L’ancien Premier ministre Augustin Matata Ponyo condamné à 10 ans de travaux forcés et à la saisie de ses biens dans l’affaire Bukanga-Lonzo. Son coaccusé, l’ex-gouverneur de la BCC Déogratias Mutombo, écope de 5 ans de travaux forcés. La Cour constitutionnelle, passant outre l’immunité parlementaire et les précédents arrêts, crée une jurisprudence controversée. Pour la défense, c’est un « procès politique » ; pour le pouvoir, une victoire contre l’impunité. L’ombre de Joseph Kabila plane déjà sur le prochain dossier judiciaire.
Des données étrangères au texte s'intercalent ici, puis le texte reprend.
//! Validating handler variants.
//!
//! Validation is decided per operation. An operation without a rule is
//! denied: the absence of a rule is never permission.

use std::sync::Arc;

use async_trait::async_trait;
use kube::Client;
use tokio_util::sync::CancellationToken;
use tracing::debug;

use super::{AdmissionFn, Handler, InjectClient, InjectDecoder, WebhookClients};
use crate::webhooks::decoder::Decoder;
use crate::webhooks::types::{AdmissionRequest, AdmissionResponse, Operation};

/// Denial for an operation nobody registered a rule for
fn no_rule(operation: Operation) -> AdmissionResponse {
    debug!(operation = %operation, "No validation rule for operation");
    AdmissionResponse::denied(format!("operation {} is not permitted", operation))
}

/// One optional validation function per operation.
pub struct ValidateFuncs<K> {
    pub create: Option<AdmissionFn<K>>,
    pub update: Option<AdmissionFn<K>>,
    pub delete: Option<AdmissionFn<K>>,
}

impl<K> Default for ValidateFuncs<K> {
    fn default() -> Self {
        Self {
            create: None,
            update: None,
            delete: None,
        }
    }
}

impl<K> ValidateFuncs<K> {
    /// Create an empty set that denies every operation
    pub fn new() -> Self {
        Self::default()
    }

    /// Register the CREATE rule
    pub fn on_create<F>(mut self, func: F) -> Self
    where
        F: Fn(&CancellationToken, &AdmissionRequest<K>) -> AdmissionResponse + Send + Sync + 'static,
    {
        self.create = Some(Box::new(func));
        self
    }

    /// Register the UPDATE rule
    pub fn on_update<F>(mut self, func: F) -> Self
    where
        F: Fn(&CancellationToken, &AdmissionRequest<K>) -> AdmissionResponse + Send + Sync + 'static,
    {
        self.update = Some(Box::new(func));
        self
    }

    /// Register the DELETE rule
    pub fn on_delete<F>(mut self, func: F) -> Self
    where
        F: Fn(&CancellationToken, &AdmissionRequest<K>) -> AdmissionResponse + Send + Sync + 'static,
    {
        self.delete = Some(Box::new(func));
        self
    }

    fn rule_for(&self, operation: Operation) -> Option<&AdmissionFn<K>> {
        match operation {
            Operation::Create => self.create.as_ref(),
            Operation::Update => self.update.as_ref(),
            Operation::Delete => self.delete.as_ref(),
            Operation::Connect | Operation::Unknown => None,
        }
    }
}

#[async_trait]
impl<K> Handler<K> for ValidateFuncs<K>
where
    K: Send + Sync + 'static,
{
    async fn handle(
        &self,
        ctx: &CancellationToken,
        request: &AdmissionRequest<K>,
    ) -> AdmissionResponse {
        match self.rule_for(request.operation) {
            Some(rule) => rule(ctx, request),
            None => no_rule(request.operation),
        }
    }
}

/// Business logic for a [`ValidatingWebhook`].
///
/// Every method denies unless overridden.
#[async_trait]
pub trait Validator<K>: Send + Sync
where
    K: Send + Sync + 'static,
{
    async fn validate_create(
        &self,
        _ctx: &CancellationToken,
        _clients: &WebhookClients,
        _request: &AdmissionRequest<K>,
    ) -> AdmissionResponse {
        no_rule(Operation::Create)
    }

    async fn validate_update(
        &self,
        _ctx: &CancellationToken,
        _clients: &WebhookClients,
        _request: &AdmissionRequest<K>,
    ) -> AdmissionResponse {
        no_rule(Operation::Update)
    }

    async fn validate_delete(
        &self,
        _ctx: &CancellationToken,
        _clients: &WebhookClients,
        _request: &AdmissionRequest<K>,
    ) -> AdmissionResponse {
        no_rule(Operation::Delete)
    }
}

/// A validating handler that accepts a decoder and a cluster client and
/// lends them to its [`Validator`].
pub struct ValidatingWebhook<V> {
    clients: WebhookClients,
    validator: V,
}

impl<V> ValidatingWebhook<V> {
    /// Wrap a validator; collaborators arrive later through injection
    pub fn new(validator: V) -> Self {
        Self {
            clients: WebhookClients::default(),
            validator,
        }
    }

    /// The injected decoder, if any
    pub fn decoder(&self) -> Option<&Arc<Decoder>> {
        self.clients.decoder()
    }

    /// The injected cluster client, if any
    pub fn client(&self) -> Option<&Client> {
        self.clients.client()
    }

    /// The wrapped validator
    pub fn validator(&self) -> &V {
        &self.validator
    }
}

impl<V: Default> Default for ValidatingWebhook<V> {
    fn default() -> Self {
        Self::new(V::default())
    }
}

#[async_trait]
impl<K, V> Handler<K> for ValidatingWebhook<V>
where
    K: Send + Sync + 'static,
    V: Validator<K>,
{
    async fn handle(
        &self,
        ctx: &CancellationToken,
        request: &AdmissionRequest<K>,
    ) -> AdmissionResponse {
        let clients = &self.clients;
        match request.operation {
            Operation::Create => self.validator.validate_create(ctx, clients, request).await,
            Operation::Update => self.validator.validate_update(ctx, clients, request).await,
            Operation::Delete => self.validator.validate_delete(ctx, clients, request).await,
            Operation::Connect | Operation::Unknown => no_rule(request.operation),
        }
    }

    fn decoder_injector(&mut self) -> Option<&mut dyn InjectDecoder> {
        Some(&mut self.clients)
    }

    fn client_injector(&mut self) -> Option<&mut dyn InjectClient> {
        Some(&mut self.clients)
    }
}
//! Leaf operations behind each phase of the cart submission.
//!
//! In a real application these would present UI or call remote services.
//! [`ScriptedServices`] answers immediately and can be scripted to fail,
//! cancel or stall on a chosen phase.

use crate::model::{Cart, FulfilmentKind, Instructions, Location, Payment, Receipt};
use async_trait::async_trait;
use chrono::Utc;
use flowcore::{BoxError, InterruptionReason};
use std::fmt;
use std::str::FromStr;
use thiserror::Error;
use uuid::Uuid;

/// Named phases of the cart submission, in flow order.
#[derive(Debug, Clone, Copy, PartialEq, Eq, Hash)]
pub enum Phase {
    Submit,
    SelectType,
    SelectPickupAddress,
    ProvideDeliveryInstructions,
    ProvidePaymentDetails,
    Confirm,
    Checkout,
    Receipt,
}

impl Phase {
    pub const ALL: [Phase; 8] = [
        Phase::Submit,
        Phase::SelectType,
        Phase::SelectPickupAddress,
        Phase::ProvideDeliveryInstructions,
        Phase::ProvidePaymentDetails,
        Phase::Confirm,
        Phase::Checkout,
        Phase::Receipt,
    ];

    pub fn as_str(&self) -> &'static str {
        match self {
            Phase::Submit => "submit",
            Phase::SelectType => "select-type",
            Phase::SelectPickupAddress => "select-pickup-address",
            Phase::ProvideDeliveryInstructions => "provide-delivery-instructions",
            Phase::ProvidePaymentDetails => "provide-payment-details",
            Phase::Confirm => "confirm",
            Phase::Checkout => "checkout",
            Phase::Receipt => "receipt",
        }
    }
}

impl fmt::Display for Phase {
    fn fmt(&self, f: &mut fmt::Formatter<'_>) -> fmt::Result {
        f.write_str(self.as_str())
    }
}

#[derive(Error, Debug, Clone, PartialEq)]
#[error("unknown phase '{0}'")]
pub struct UnknownPhase(pub String);

impl FromStr for Phase {
    type Err = UnknownPhase;

    fn from_str(s: &str) -> Result<Self, Self::Err> {
        let normalized = s.trim().to_ascii_lowercase().replace('_', "-");
        Phase::ALL
            .into_iter()
            .find(|phase| phase.as_str() == normalized)
            .ok_or_else(|| UnknownPhase(s.to_string()))
    }
}

/// Error raised by a service operation.
#[derive(Error, Debug, Clone, PartialEq)]
#[error("{domain} (code {code})")]
pub struct ServiceError {
    pub domain: String,
    pub code: i64,
}

impl ServiceError {
    pub fn new(domain: impl Into<String>, code: i64) -> Self {
        Self {
            domain: domain.into(),
            code,
        }
    }
}

/// The operations the cart submission flow relies on.
#[async_trait]
pub trait CartServices: Send + Sync {
    async fn select_type(&self, cart: &Cart) -> Result<FulfilmentKind, BoxError>;

    async fn select_pickup_address(&self, cart: &Cart) -> Result<Location, BoxError>;

    async fn provide_delivery_instructions(&self, cart: &Cart) -> Result<Instructions, BoxError>;

    async fn provide_payment_details(&self, cart: &Cart) -> Result<Payment, BoxError>;

    /// `false` when the customer declines to submit.
    async fn confirm(&self, cart: &Cart) -> Result<bool, BoxError>;

    async fn checkout(&self, cart: &Cart) -> Result<Receipt, BoxError>;
}

/// What a scripted phase does instead of answering.
#[derive(Debug, Clone, PartialEq)]
pub enum ScriptedFailure {
    /// Raise `InterruptionReason::Canceled`.
    Canceled,
    /// Raise a [`ServiceError`].
    Error { domain: String, code: i64 },
    /// Never answer.
    Stall,
}

/// Services that answer immediately, except on the scripted phase.
#[derive(Debug, Clone)]
pub struct ScriptedServices {
    fulfilment: FulfilmentKind,
    confirm: bool,
    fail_on: Option<(Phase, ScriptedFailure)>,
}

impl ScriptedServices {
    /// Pickup order, confirmed, no failures.
    pub fn new() -> Self {
        Self {
            fulfilment: FulfilmentKind::Pickup,
            confirm: true,
            fail_on: None,
        }
    }

    pub fn delivery(mut self) -> Self {
        self.fulfilment = FulfilmentKind::Delivery;
        self
    }

    /// Make the customer decline at the confirm phase.
    pub fn declining(mut self) -> Self {
        self.confirm = false;
        self
    }

    pub fn fail_on(mut self, phase: Phase, failure: ScriptedFailure) -> Self {
        self.fail_on = Some((phase, failure));
        self
    }

    async fn answer(&self, phase: Phase) -> Result<(), BoxError> {
        tracing::debug!(%phase, "scripted service call");
        match &self.fail_on {
            Some((failing, failure)) if *failing == phase => match failure {
                ScriptedFailure::Canceled => Err(InterruptionReason::Canceled.into()),
                ScriptedFailure::Error { domain, code } => Err(ServiceError::new(domain.clone(), *code).into()),
                ScriptedFailure::Stall => {
                    std::future::pending::<()>().await;
                    Ok(())
                }
            },
            _ => Ok(()),
        }
    }
}

impl Default for ScriptedServices {
    fn default() -> Self {
        Self::new()
    }
}

#[async_trait]
impl CartServices for ScriptedServices {
    async fn select_type(&self, _cart: &Cart) -> Result<FulfilmentKind, BoxError> {
        self.answer(Phase::SelectType).await?;
        Ok(self.fulfilment)
    }

    async fn select_pickup_address(&self, _cart: &Cart) -> Result<Location, BoxError> {
        self.answer(Phase::SelectPickupAddress).await?;
        Ok(Location {
            address: "1 Market Street".to_string(),
        })
    }

    async fn provide_delivery_instructions(&self, _cart: &Cart) -> Result<Instructions, BoxError> {
        self.answer(Phase::ProvideDeliveryInstructions).await?;
        Ok(Instructions {
            location: Location {
                address: "22 Harbour Road".to_string(),
            },
            instructions: "leave at the front door".to_string(),
        })
    }

    async fn provide_payment_details(&self, _cart: &Cart) -> Result<Payment, BoxError> {
        self.answer(Phase::ProvidePaymentDetails).await?;
        Ok(Payment {
            method: "card ending 4242".to_string(),
        })
    }

    async fn confirm(&self, _cart: &Cart) -> Result<bool, BoxError> {
        self.answer(Phase::Confirm).await?;
        Ok(self.confirm)
    }

    async fn checkout(&self, cart: &Cart) -> Result<Receipt, BoxError> {
        self.answer(Phase::Checkout).await?;
        Ok(Receipt {
            order_id: Uuid::new_v4(),
            item_count: cart.item_count(),
            fulfilment: cart.fulfilment.clone(),
            issued_at: Utc::now(),
        })
    }
}
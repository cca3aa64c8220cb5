use chrono::{DateTime, Utc};
use serde::{Deserialize, Serialize};
use uuid::Uuid;

/// The cart being submitted. Updates return a new cart.
#[derive(Debug, Clone, Default, PartialEq, Serialize, Deserialize)]
pub struct Cart {
    pub fulfilment: Option<CartType>,
    pub items: Vec<Item>,
    pub summary: Option<Summary>,
    pub payment: Option<Payment>,
}

impl Cart {
    pub fn new(items: Vec<Item>) -> Self {
        Self {
            items,
            ..Self::default()
        }
    }

    pub fn with_fulfilment(self, fulfilment: CartType) -> Self {
        Self {
            fulfilment: Some(fulfilment),
            ..self
        }
    }

    pub fn with_summary(self, summary: Summary) -> Self {
        Self {
            summary: Some(summary),
            ..self
        }
    }

    pub fn with_payment(self, payment: Payment) -> Self {
        Self {
            payment: Some(payment),
            ..self
        }
    }

    pub fn item_count(&self) -> u32 {
        self.items.iter().map(|item| item.quantity).sum()
    }
}

#[derive(Debug, Clone, PartialEq, Serialize, Deserialize)]
pub struct Item {
    pub sku: String,
    pub quantity: u32,
}

#[derive(Debug, Clone, PartialEq, Serialize, Deserialize)]
pub struct Summary {
    pub item_count: u32,
}

#[derive(Debug, Clone, PartialEq, Serialize, Deserialize)]
pub struct Payment {
    pub method: String,
}

/// How the order reaches the customer
#[derive(Debug, Clone, PartialEq, Serialize, Deserialize)]
#[serde(tag = "kind", rename_all = "snake_case")]
pub enum CartType {
    Pickup { location: Location },
    Delivery { instructions: Instructions },
}

#[derive(Debug, Clone, Copy, PartialEq, Eq, Serialize, Deserialize)]
#[serde(rename_all = "snake_case")]
pub enum FulfilmentKind {
    Pickup,
    Delivery,
}

#[derive(Debug, Clone, PartialEq, Serialize, Deserialize)]
pub struct Location {
    pub address: String,
}

#[derive(Debug, Clone, PartialEq, Serialize, Deserialize)]
pub struct Instructions {
    pub location: Location,
    pub instructions: String,
}

/// Proof of a submitted cart
#[derive(Debug, Clone, PartialEq, Serialize, Deserialize)]
pub struct Receipt {
    pub order_id: Uuid,
    pub item_count: u32,
    pub fulfilment: Option<CartType>,
    pub issued_at: DateTime<Utc>,
}
// crates/flowcli/src/main.rs

use anyhow::{bail, Result};
use cartflow::{
    Cart, CartSubmission, CartSubmissionFlow, Item, Phase, ScriptedFailure, ScriptedServices,
};
use clap::{Parser, Subcommand};
use flowcore::FlowEvent;
use flowruntime::{FlowRuntime, RunError, RuntimeConfig};
use std::sync::Arc;
use tokio::sync::broadcast::{error::RecvError, Receiver};
use tracing_subscriber::EnvFilter;

#[derive(Parser)]
#[command(name = "flow")]
#[command(about = "Run the cart submission flow", long_about = None)]
struct Cli {
    #[command(subcommand)]
    command: Commands,
}

#[derive(Subcommand)]
enum Commands {
    /// Submit a demo cart, starting from any phase
    Run(RunArgs),

    /// List the phases of the cart submission flow
    Phases,
}

#[derive(clap::Args)]
struct RunArgs {
    /// Phase to start (or resume) the flow from
    #[arg(long, default_value = "submit")]
    from: Phase,

    /// Choose delivery instead of pickup
    #[arg(long)]
    delivery: bool,

    /// Decline at the confirm phase
    #[arg(long)]
    decline: bool,

    /// Make this phase fail with a service error
    #[arg(long, conflicts_with_all = ["cancel_on", "stall_on"])]
    fail_on: Option<Phase>,

    /// Domain of the injected service error
    #[arg(long, default_value = "ServiceFailure")]
    error_domain: String,

    /// Code of the injected service error
    #[arg(long, default_value_t = 1)]
    error_code: i64,

    /// Make this phase cancel the flow
    #[arg(long, conflicts_with = "stall_on")]
    cancel_on: Option<Phase>,

    /// Make this phase never answer
    #[arg(long)]
    stall_on: Option<Phase>,

    /// Give up after this many milliseconds
    #[arg(long)]
    deadline_ms: Option<u64>,

    /// Capacity of the execution event channel
    #[arg(long, default_value_t = RuntimeConfig::default().event_buffer_size)]
    event_buffer: usize,

    /// Print execution events as JSON lines
    #[arg(long)]
    events: bool,

    /// Show debug logs
    #[arg(short, long)]
    verbose: bool,
}

impl RunArgs {
    fn services(&self) -> ScriptedServices {
        let mut services = ScriptedServices::new();
        if self.delivery {
            services = services.delivery();
        }
        if self.decline {
            services = services.declining();
        }
        if let Some(phase) = self.fail_on {
            services = services.fail_on(
                phase,
                ScriptedFailure::Error {
                    domain: self.error_domain.clone(),
                    code: self.error_code,
                },
            );
        } else if let Some(phase) = self.cancel_on {
            services = services.fail_on(phase, ScriptedFailure::Canceled);
        } else if let Some(phase) = self.stall_on {
            services = services.fail_on(phase, ScriptedFailure::Stall);
        }
        services
    }

    fn runtime_config(&self) -> RuntimeConfig {
        RuntimeConfig {
            event_buffer_size: self.event_buffer,
            default_deadline_ms: self.deadline_ms,
        }
    }
}

fn init_tracing(verbose: bool) {
    let default_level = if verbose { "debug" } else { "info" };
    tracing_subscriber::fmt()
        .with_env_filter(
            EnvFilter::try_from_default_env().unwrap_or_else(|_| EnvFilter::new(default_level)),
        )
        .with_writer(std::io::stderr)
        .init();
}

#[tokio::main]
async fn main() -> Result<()> {
    let cli = Cli::parse();

    match cli.command {
        Commands::Run(args) => {
            init_tracing(args.verbose);
            run_submission(args).await?;
        }

        Commands::Phases => {
            list_phases();
        }
    }

    Ok(())
}

fn demo_cart() -> Cart {
    Cart::new(vec![
        Item {
            sku: "espresso-beans".to_string(),
            quantity: 2,
        },
        Item {
            sku: "milk-frother".to_string(),
            quantity: 1,
        },
    ])
}

async fn run_submission(args: RunArgs) -> Result<()> {
    let story = CartSubmission::resume_at(args.from, demo_cart(), Arc::new(args.services()))?;
    let runtime = FlowRuntime::with_config(args.runtime_config());

    let print_events = args.events;
    let event_task = tokio::spawn(forward_events(runtime.subscribe_events(), move |event| {
        if print_events {
            match serde_json::to_string(&event) {
                Ok(line) => println!("{}", line),
                Err(e) => tracing::warn!("Failed to serialize event: {}", e),
            }
        } else if let FlowEvent::StepFailed { step, error, .. } = &event {
            eprintln!("  ❌ {} failed: {}", step, error);
        }
    }));

    let handle = runtime.spawn(Arc::new(CartSubmissionFlow), story);
    tracing::info!(execution_id = %handle.execution_id(), from = %args.from, "submitting cart");

    let token = handle.cancellation_token();
    tokio::spawn(async move {
        if tokio::signal::ctrl_c().await.is_ok() {
            token.cancel();
        }
    });

    let result = handle.join().await;

    // closing the bus ends the event stream
    drop(runtime);
    if let Err(e) = event_task.await {
        tracing::warn!("Event printer stopped unexpectedly: {}", e);
    }

    match result {
        Ok(receipt) => {
            eprintln!("✨ Cart submitted");
            println!("{}", serde_json::to_string_pretty(&receipt)?);
            Ok(())
        }
        Err(RunError::Interrupted(reason)) => bail!("cart submission interrupted: {}", reason),
        Err(e) => bail!("cart submission did not finish: {}", e),
    }
}

/// Hand every event to `show` until the bus closes. Lagging skips the
/// overwritten events and keeps listening.
async fn forward_events(mut events: Receiver<FlowEvent>, mut show: impl FnMut(FlowEvent)) {
    loop {
        match events.recv().await {
            Ok(event) => show(event),
            Err(RecvError::Lagged(skipped)) => {
                tracing::warn!(skipped, "Event printer fell behind, events dropped");
            }
            Err(RecvError::Closed) => break,
        }
    }
}

fn list_phases() {
    println!("📋 Cart submission phases:");
    println!();
    for (index, phase) in Phase::ALL.iter().enumerate() {
        println!("  {}. {}", index + 1, phase);
    }
}
use crate::executor::{complete, Unfolder};
use crate::RunError;
use flowcore::{
    EventBus, EventEmitter, ExecutionId, FlowDefinition, FlowEvent, InterruptionReason,
    RunOutcome, UserStory,
};
use serde::Deserialize;
use std::future::Future;
use std::sync::Arc;
use std::time::{Duration, Instant};
use tokio::task::JoinHandle;
use tokio_util::sync::CancellationToken;
use tracing::{instrument, Span};

/// Hosts flow runs: publishes their events and lets callers bound or cancel them.
pub struct FlowRuntime {
    event_bus: Arc<EventBus>,
    config: RuntimeConfig,
}

impl FlowRuntime {
    /// Create a new runtime with default settings
    pub fn new() -> Self {
        Self::with_config(RuntimeConfig::default())
    }

    /// Create a new runtime with custom configuration
    pub fn with_config(config: RuntimeConfig) -> Self {
        Self {
            event_bus: Arc::new(EventBus::new(config.event_buffer_size)),
            config,
        }
    }

    pub fn config(&self) -> &RuntimeConfig {
        &self.config
    }

    /// Subscribe to execution events
    pub fn subscribe_events(&self) -> tokio::sync::broadcast::Receiver<FlowEvent> {
        self.event_bus.subscribe()
    }

    /// Get the event bus for direct access
    pub fn event_bus(&self) -> &Arc<EventBus> {
        &self.event_bus
    }

    /// Run `flow` from `initial` to its completion result.
    pub async fn execute<F: FlowDefinition>(
        &self,
        flow: &F,
        initial: F::Story,
    ) -> Result<F::Output, InterruptionReason> {
        observe(flow, initial, self.emitter()).await
    }

    /// Run `flow` from `initial`, giving up once `deadline` has passed.
    ///
    /// On expiry the in-flight step is dropped and no further steps start.
    pub async fn execute_with_deadline<F: FlowDefinition>(
        &self,
        flow: &F,
        initial: F::Story,
        deadline: Duration,
    ) -> Result<F::Output, RunError> {
        run_until(flow, initial, self.emitter(), async move {
            tokio::time::sleep(deadline).await;
            RunError::DeadlineElapsed(deadline)
        })
        .await
    }

    /// Drive independent runs of `flow` concurrently. Results keep the order
    /// of `initials`.
    pub async fn execute_all<F, I>(
        &self,
        flow: &F,
        initials: I,
    ) -> Vec<Result<F::Output, InterruptionReason>>
    where
        F: FlowDefinition,
        I: IntoIterator<Item = F::Story>,
    {
        futures::future::join_all(initials.into_iter().map(|initial| self.execute(flow, initial))).await
    }

    /// Run `flow` on its own task. The configured default deadline applies.
    ///
    /// Dropping the handle detaches the run; call [`FlowHandle::cancel`] to
    /// abandon it.
    pub fn spawn<F>(&self, flow: Arc<F>, initial: F::Story) -> FlowHandle<F::Output>
    where
        F: FlowDefinition + 'static,
        F::Story: 'static,
        F::Output: 'static,
    {
        let emitter = self.emitter();
        let execution_id = emitter.execution_id();
        let cancel = CancellationToken::new();
        let stop = stop_signal(cancel.clone(), self.config.default_deadline());

        let task = tokio::spawn(async move { run_until(flow.as_ref(), initial, emitter, stop).await });

        FlowHandle {
            execution_id,
            cancel,
            task,
        }
    }

    fn emitter(&self) -> EventEmitter {
        self.event_bus.create_emitter(ExecutionId::new_v4())
    }
}

impl Default for FlowRuntime {
    fn default() -> Self {
        Self::new()
    }
}

/// Handle to a run started with [`FlowRuntime::spawn`].
pub struct FlowHandle<T> {
    execution_id: ExecutionId,
    cancel: CancellationToken,
    task: JoinHandle<Result<T, RunError>>,
}

impl<T> FlowHandle<T> {
    pub fn execution_id(&self) -> ExecutionId {
        self.execution_id
    }

    /// Abandon the run. A step already in flight is dropped and its result
    /// discarded; the run then reports [`RunError::Abandoned`].
    pub fn cancel(&self) {
        self.cancel.cancel();
    }

    pub fn cancellation_token(&self) -> CancellationToken {
        self.cancel.clone()
    }

    pub fn is_finished(&self) -> bool {
        self.task.is_finished()
    }

    /// Wait for the run's single outcome.
    pub async fn join(self) -> Result<T, RunError> {
        match self.task.await {
            Ok(result) => result,
            Err(e) if e.is_panic() => std::panic::resume_unwind(e.into_panic()),
            Err(_) => Err(RunError::Abandoned),
        }
    }
}

/// Configuration for the runtime
#[derive(Debug, Clone, Deserialize)]
#[serde(default)]
pub struct RuntimeConfig {
    /// Capacity of the execution event channel.
    pub event_buffer_size: usize,
    /// Deadline applied to spawned runs, in milliseconds.
    pub default_deadline_ms: Option<u64>,
}

impl RuntimeConfig {
    pub fn default_deadline(&self) -> Option<Duration> {
        self.default_deadline_ms.map(Duration::from_millis)
    }
}

impl Default for RuntimeConfig {
    fn default() -> Self {
        Self {
            event_buffer_size: 1000,
            default_deadline_ms: None,
        }
    }
}

/// Book-keeping shared by every observed run: start/finish events and logs.
///
/// The finish is reported on drop, so a run whose future is dropped before it
/// settles still ends with a `FlowFinished` event, as `Abandoned`.
struct ObservedRun {
    unfolder: Unfolder,
    events: EventEmitter,
    span: Span,
    started: Instant,
    outcome: Option<RunOutcome>,
}

impl ObservedRun {
    fn begin<F: FlowDefinition>(flow: &F, initial: &F::Story, events: EventEmitter) -> Self {
        tracing::info!(entry_step = initial.name(), "flow started");
        events.flow_started(flow.name(), initial.name());

        Self {
            unfolder: Unfolder::observed(events.clone()),
            events,
            span: Span::current(),
            started: Instant::now(),
            outcome: None,
        }
    }

    async fn drive<F: FlowDefinition>(
        &self,
        flow: &F,
        initial: F::Story,
    ) -> Result<F::Output, InterruptionReason> {
        let terminal = self.unfolder.unfold(initial).await?;
        complete(terminal, |terminal| flow.try_map(terminal))
    }

    fn finish(&mut self, outcome: RunOutcome) {
        self.outcome = Some(outcome);
    }
}

impl Drop for ObservedRun {
    fn drop(&mut self) {
        let _entered = self.span.enter();
        let outcome = self.outcome.take().unwrap_or(RunOutcome::Abandoned);
        let duration_ms = self.started.elapsed().as_millis() as u64;
        let steps = self.unfolder.steps_started();

        if outcome.is_success() {
            tracing::info!(steps, duration_ms, "flow completed");
        } else {
            tracing::warn!(?outcome, steps, duration_ms, "flow interrupted");
        }
        self.events.flow_finished(outcome, steps, duration_ms);
    }
}

/// Drive an observed run to its completion result.
#[instrument(
    name = "flow_run",
    skip_all,
    fields(execution_id = %events.execution_id(), flow = flow.name())
)]
async fn observe<F: FlowDefinition>(
    flow: &F,
    initial: F::Story,
    events: EventEmitter,
) -> Result<F::Output, InterruptionReason> {
    let mut run = ObservedRun::begin(flow, &initial, events);
    let result = run.drive(flow, initial).await;

    run.finish(match &result {
        Ok(_) => RunOutcome::Completed,
        Err(reason) => reason.outcome(),
    });
    result
}

/// Drive an observed run until it ends or `stop` resolves first.
#[instrument(
    name = "flow_run",
    skip_all,
    fields(execution_id = %events.execution_id(), flow = flow.name())
)]
async fn run_until<F, S>(
    flow: &F,
    initial: F::Story,
    events: EventEmitter,
    stop: S,
) -> Result<F::Output, RunError>
where
    F: FlowDefinition,
    S: Future<Output = RunError>,
{
    let mut run = ObservedRun::begin(flow, &initial, events);

    let result = tokio::select! {
        biased;
        halt = stop => Err(halt),
        result = run.drive(flow, initial) => result.map_err(RunError::from),
    };

    run.finish(match &result {
        Ok(_) => RunOutcome::Completed,
        Err(e) => e.outcome(),
    });
    result
}

async fn stop_signal(cancel: CancellationToken, deadline: Option<Duration>) -> RunError {
    match deadline {
        Some(deadline) => tokio::select! {
            _ = cancel.cancelled() => RunError::Abandoned,
            _ = tokio::time::sleep(deadline) => RunError::DeadlineElapsed(deadline),
        },
        None => {
            cancel.cancelled().await;
            RunError::Abandoned
        }
    }
}
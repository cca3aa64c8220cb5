//! Core abstractions for the flow engine
//!
//! A flow is a chain of user stories: each story runs asynchronously and
//! hands back the story that follows it, or ends the chain. This crate holds
//! the contracts every flow implements, the closed set of interruption
//! reasons a run can end with, and the execution events runs publish. It
//! does not drive flows itself; see `flowruntime`.

mod error;
pub mod events;
mod flow;
mod story;

pub use error::{BoxError, InterruptionReason};
pub use events::*;
pub use flow::{FlowDefinition, MappedFlow, RunToEnd};
pub use story::UserStory;

/// Result type for flow runs
pub type Result<T> = std::result::Result<T, InterruptionReason>;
L’ancien Premier ministre Augustin Matata Ponyo a été condamné ce mardi 20 mai à dix ans de travaux forcés, à la saisie de biens équivalents aux sommes détournées, ainsi qu’à une inéligibilité de cinq ans après l’exécution de sa peine. Son co-accusé, Deogratias Mutombo Mwana Nyembo, ex-gouverneur de la Banque Centrale du Congo (BCC), écope, quant à lui, de cinq ans de travaux forcés. Les deux hommes, figures marquantes de l’ère Joseph Kabila, ont été reconnus coupables par la Cour constitutionnelle dans l’affaire du détournement présumé de plus de 200 millions de dollars US liés au projet agro-industriel de Bukanga-Lonzo, lancé en 2014 sous le gouvernement Matata.
La décision de la Cour constitutionnelle, présidée par Dieudonné Kamuleta, a suscité de vives réactions, notamment parce qu’elle a jugé un député national contre l’avis de l’Assemblée nationale. En effet, le Parlement avait tenté d’invalider la procédure, invoquant l’immunité parlementaire de Matata Ponyo, élu de Kindu. Mais la Cour a maintenu son cap, créant ce que certains qualifient déjà de «jurisprudence contestable».
Pour Me Laurent Onyemba, avocat de Matata Ponyo, «cette décision est inique et déconnectée de la vérité du procès. On a assisté à la fabrication de chiffres et de faits qui ne cadrent pas avec le droit. Tous les principes d’un procès équitable ont été violés.»
Un juriste anonyme a rappelé sur les réseaux sociaux qu’un arrêt de la Cour constitutionnelle (RP 0001 du 15 novembre 2021) avait déjà statué que Matata Ponyo, «n’étant plus Premier ministre au moment des poursuites, ne pouvait être jugé par cette instance sur la base de l’article 163 de la Constitution.» Ce qui soulève la question de la double incrimination, interdite par le principe «non bis in idem» (ne pas juger deux fois pour la même affaire).
UNE DECISION PERÇUE COMME POLITIQUE
Dans les milieux politiques, nombreux sont ceux qui voient dans ce verdict une manœuvre pour éliminer un opposant gênant. «Matata a payé le prix de son refus d’adhérer à l’Union sacrée de la nation», analyse un observateur indépendant. «Patrice Kitebi, ministre délégué aux Finances à l’époque, a été épargné parce qu’il a fait allégeance. L’objectif était de tuer politiquement Matata Ponyo. Mission accomplie.»
À l’inverse, la majorité au pouvoir salue une «victoire contre l’impunité». Cependant, l’opinion publique reste sceptique, exigeant que la justice s’attaque aussi aux autres dossiers de corruption documentés par l’Inspection générale des finances (IGF). Sans quoi, beaucoup y verront une chasse ciblée, dont le prochain accusé pourrait bien être Joseph Kabila lui-même.
Alors que Matata Ponyo est sous le coup d’une arrestation immédiate, ce verdict ouvre un débat crucial sur l’indépendance de la justice congolaise et la politisation des procès. Reste à savoir si cette condamnation marquera un tournant dans la lutte anticorruption ou si elle ne fera qu’alimenter les tensions politiques.